* REQUIRED ACTION
Begin the reply with the line containing "marker: PhantomData<&'a mut" and end it with the final line of the listing, reproducing every line between exactly and adding nothing.

* DATA IN THIS EXERCISE
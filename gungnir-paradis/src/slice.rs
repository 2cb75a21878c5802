//! Parallel indexed access to slices.

use crate::{ParallelIndexedAccess, ParallelIndexedCollection};
use std::marker::PhantomData;

/// Unsynchronized access to the elements of a slice.
///
/// The access hands out references to arbitrary elements without borrow
/// checking. Soundness is the consumer's responsibility: a mutable reference
/// to an element must never coexist with any other reference to the same
/// element, on any thread. [`crate::DisjointBatch`] upholds this by
/// construction when cells of a batch are processed independently.
pub struct ParallelSliceAccess<'a, T> {
    ptr: *mut T,
    marker: PhantomData<&'a mut T>,
}

impl<'a, T> Clone for ParallelSliceAccess<'a, T> {
    fn clone(&self) -> Self {
        Self {
            ptr: self.ptr,
            marker: PhantomData,
        }
    }
}

impl<'a, T> Copy for ParallelSliceAccess<'a, T> {}

unsafe impl<'a, T: Sync> Sync for ParallelSliceAccess<'a, T> {}
unsafe impl<'a, T: Send> Send for ParallelSliceAccess<'a, T> {}

unsafe impl<'a, 'record, T: 'record + Sync + Send> ParallelIndexedAccess<'record>
    for ParallelSliceAccess<'a, T>
where
    'a: 'record,
{
    type Record = &'record T;
    type RecordMut = &'record mut T;

    unsafe fn get_unchecked(&self, index: usize) -> Self::Record {
        &*self.ptr.add(index)
    }

    unsafe fn get_unchecked_mut(&self, index: usize) -> Self::RecordMut {
        &mut *self.ptr.add(index)
    }
}

unsafe impl<'a, T: 'a + Sync + Send> ParallelIndexedCollection<'a> for [T] {
    type Access = ParallelSliceAccess<'a, T>;

    unsafe fn create_access(&'a mut self) -> Self::Access {
        ParallelSliceAccess {
            ptr: self.as_mut_ptr(),
            marker: PhantomData,
        }
    }

    fn len(&self) -> usize {
        <[T]>::len(self)
    }
}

* EXERCISE SOLUTION
    marker: PhantomData<&'a mut T>,
}

impl<'a, T> Clone for ParallelSliceAccess<'a, T> {
    fn clone(&self) -> Self {
        Self {
            ptr: self.ptr,
            marker: PhantomData,
        }
    }
}

impl<'a, T> Copy for ParallelSliceAccess<'a, T> {}

unsafe impl<'a, T: Sync> Sync for ParallelSliceAccess<'a, T> {}
unsafe impl<'a, T: Send> Send for ParallelSliceAccess<'a, T> {}

unsafe impl<'a, 'record, T: 'record + Sync + Send> ParallelIndexedAccess<'record>
    for ParallelSliceAccess<'a, T>
where
    'a: 'record,
{
    type Record = &'record T;
    type RecordMut = &'record mut T;

    unsafe fn get_unchecked(&self, index: usize) -> Self::Record {
        &*self.ptr.add(index)
    }

    unsafe fn get_unchecked_mut(&self, index: usize) -> Self::RecordMut {
        &mut *self.ptr.add(index)
    }
}

unsafe impl<'a, T: 'a + Sync + Send> ParallelIndexedCollection<'a> for [T] {
    type Access = ParallelSliceAccess<'a, T>;

    unsafe fn create_access(&'a mut self) -> Self::Access {
        ParallelSliceAccess {
            ptr: self.as_mut_ptr(),
            marker: PhantomData,
        }
    }

    fn len(&self) -> usize {
        <[T]>::len(self)
    }
}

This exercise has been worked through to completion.